А начиналось все обыденно. Когда восстанавливали храм, где до этого был гараж, позвонил игумен и попросил дьякона съездить в соседнюю епархию за иконой. Тот, не раздумывая, поехал. Каково же было его удивление, когда ему вручили отмытую доску, на которой угадывался лик. Но больше поразил рассказ об обретении. В обычный будний день в храм пришел мужчина и сказал, что надумал родительский хлев разбирать, а там на полу доски, похожие на иконы: «Зайдите, гляньте».

Посетитель оказался прав. На первой доске еле-еле проступал лик (как потом оказалось, это икона «Благодатное небо»), на второй едва сохранился Иоанн (Максимович), митрополит Тобольский и Всея Сибири чудотворец, а с третьей лик уже исчез.

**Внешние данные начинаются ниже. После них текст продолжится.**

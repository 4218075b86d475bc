//! Tag normalisation.
//!
//! Product tags arrive either as an array or as a comma-separated string typed
//! into an admin form. Festival tags (`#halloween`) connect products to the
//! special-dates calendar and drive the `holiday` catalog filter.

use serde_json::Value;

/// Normalise a stored `tags` value into a list of tag strings.
///
/// Arrays keep their items (trimmed). A string such as `"Amor, dia madre"` is
/// split on commas and each piece becomes a hashtag: `#amor`, `#dia-madre`.
/// Pieces that already start with `#` are kept verbatim.
pub fn normalize_tags(raw: Option<&Value>) -> Vec<String> {
    match raw {
        Some(Value::Array(items)) => items
            .iter()
            .filter_map(|item| match item {
                Value::String(s) => Some(s.trim().to_string()),
                Value::Number(n) => Some(n.to_string()),
                Value::Bool(true) => Some("true".to_string()),
                _ => None,
            })
            .filter(|s| !s.is_empty())
            .collect(),
        Some(Value::String(s)) => s
            .split(',')
            .map(str::trim)
            .filter(|s| !s.is_empty())
            .map(|s| {
                if s.starts_with('#') {
                    s.to_string()
                } else {
                    format!("#{}", hyphenate(s).to_lowercase())
                }
            })
            .collect(),
        _ => Vec::new(),
    }
}

/// Normalise a tag picked or typed in the admin festival selector.
pub fn normalize_festival_tag(raw: &str) -> String {
    let tag = hyphenate(&raw.trim().to_lowercase());
    if tag.is_empty() || tag.starts_with('#') {
        tag
    } else {
        format!("#{}", tag)
    }
}

/// Tags as written by the admin console: either shape accepted by
/// [`normalize_tags`], each run through [`normalize_festival_tag`].
pub fn festival_tags(raw: &Value) -> Vec<String> {
    normalize_tags(Some(raw))
        .iter()
        .map(|tag| normalize_festival_tag(tag))
        .filter(|tag| !tag.is_empty())
        .collect()
}

/// Normalise the `holiday` catalog parameter: `Halloween` and `#halloween`
/// both become `#halloween`.
pub fn normalize_holiday_param(raw: Option<&str>) -> Option<String> {
    let tag = raw?.trim().to_lowercase();
    if tag.is_empty() {
        None
    } else if tag.starts_with('#') {
        Some(tag)
    } else {
        Some(format!("#{}", tag))
    }
}

/// Replace whitespace runs with a single `-`.
fn hyphenate(s: &str) -> String {
    s.split_whitespace().collect::<Vec<_>>().join("-")
}

#[cfg(test)]
mod tests {
    use super::*;
    use serde_json::json;

    #[test]
    fn test_array_tags_are_trimmed_not_rewritten() {
        let raw = json!([" Camiseta ", "", "#navidad", null]);
        assert_eq!(normalize_tags(Some(&raw)), vec!["Camiseta", "#navidad"]);
    }

    #[test]
    fn test_string_tags_become_hashtags() {
        let raw = json!("Amor, dia  de la madre ,#Navidad,, ");
        assert_eq!(
            normalize_tags(Some(&raw)),
            vec!["#amor", "#dia-de-la-madre", "#Navidad"]
        );
    }

    #[test]
    fn test_other_tag_shapes_are_empty() {
        assert!(normalize_tags(None).is_empty());
        assert!(normalize_tags(Some(&json!(42))).is_empty());
        assert!(normalize_tags(Some(&json!({ "a": "b" }))).is_empty());
    }

    #[test]
    fn test_festival_tag() {
        assert_eq!(normalize_festival_tag("  Dia Madre "), "#dia-madre");
        assert_eq!(normalize_festival_tag("#halloween"), "#halloween");
        assert_eq!(normalize_festival_tag("   "), "");
    }

    #[test]
    fn test_festival_tags_from_either_shape() {
        assert_eq!(
            festival_tags(&json!(["Navidad", "#Halloween", " dia madre "])),
            vec!["#navidad", "#halloween", "#dia-madre"]
        );
        assert_eq!(festival_tags(&json!("amor, Fin de año")), vec!["#amor", "#fin-de-año"]);
        assert!(festival_tags(&json!(null)).is_empty());
    }

    #[test]
    fn test_holiday_param() {
        assert_eq!(
            normalize_holiday_param(Some("Halloween")).as_deref(),
            Some("#halloween")
        );
        assert_eq!(
            normalize_holiday_param(Some(" #NAVIDAD ")).as_deref(),
            Some("#navidad")
        );
        assert_eq!(normalize_holiday_param(Some("  ")), None);
        assert_eq!(normalize_holiday_param(None), None);
    }
}
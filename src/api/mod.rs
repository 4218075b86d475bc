//! REST API module.
//!
//! Public storefront routes and the admin console routes share one response
//! envelope carrying the store revision.

mod calendar;
mod contact;
mod datastore;
mod items;
mod kits;
mod products;
mod quotes;

pub use calendar::*;
pub use contact::*;
pub use datastore::*;
pub use items::*;
pub use kits::*;
pub use products::*;
pub use quotes::*;

use axum::{
    http::StatusCode,
    response::{IntoResponse, Response},
    Json,
};
use serde::Serialize;
use serde_json::{Map, Value};

use crate::errors::AppError;

/// Success response envelope.
#[derive(Debug, Serialize)]
#[serde(rename_all = "camelCase")]
pub struct ApiResponse<T: Serialize> {
    pub success: bool,
    pub data: T,
    pub revision_id: i64,
}

impl<T: Serialize> ApiResponse<T> {
    pub fn new(data: T, revision_id: i64) -> Self {
        Self {
            success: true,
            data,
            revision_id,
        }
    }
}

impl<T: Serialize> IntoResponse for ApiResponse<T> {
    fn into_response(self) -> Response {
        (StatusCode::OK, Json(self)).into_response()
    }
}

/// Response type that can be either success or error.
pub type ApiResult<T> = Result<ApiResponse<T>, crate::errors::AppErrorWithRevision>;

/// Create a successful API response.
pub fn success<T: Serialize>(data: T, revision_id: i64) -> ApiResult<T> {
    Ok(ApiResponse::new(data, revision_id))
}

/// Create an error API response.
pub fn error<T: Serialize>(err: AppError, revision_id: i64) -> ApiResult<T> {
    Err(crate::errors::AppErrorWithRevision {
        error: err,
        revision_id,
    })
}

/// Remove keys a client may not write.
fn strip_keys(map: &mut Map<String, Value>, keys: &[&str]) {
    for key in keys {
        map.shift_remove(*key);
    }
}

/// Trimmed, non-empty text.
fn required_text(value: Option<&str>) -> Option<String> {
    value
        .map(str::trim)
        .filter(|v| !v.is_empty())
        .map(str::to_string)
}

/// Check a `name` present in a merge body: it must stay a non-blank string.
fn validate_name_change(fields: &Map<String, Value>) -> Result<(), AppError> {
    match fields.get("name") {
        None => Ok(()),
        Some(Value::String(name)) if !name.trim().is_empty() => Ok(()),
        Some(_) => Err(AppError::Validation(
            "Name must be a non-empty string".to_string(),
        )),
    }
}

В храме отслужили благодарственный молебен по случаю обретения и снова принялись за реставрационные работы.

Икона начала обновляться… сама.

И если, к примеру, сегодня прихожане смотрели на бледноватый лик с огромным светлым пятном посередине, то спустя семь дней пятно исчезало, хотя рука реставратора не касалась иконы.

Образ святого был выведен настолько ярко, что порой начинает казаться, будто иконописец закончил его только вчера, и не вся краска еще успела высохнуть.

Дальше — больше. Сразу же по прибытии икона начала проявлять свою чудодейственную силу, которую может почувствовать каждый верующий. Нужно просто подойти и рядом постоять.

А недавно в церковь пришел дедушка лет девяноста, родом из той самой деревни, где храм в свое время превратили в скотный двор, и рассказал, что, будучи мальчишкой, наблюдал, как иконы снимали с иконостаса и уносили на совхозный склад. Все сторожа между собой тогда перешептывались, говорили: ночью иконы начинают совсем по-человечески стонать, аж страшно… а когда в бывший храм загнали первую партию телят, те вскоре как один пали.

После этого храм начали ломать, но он как большой крепкий организм долго не поддавался разрушениям. Держался.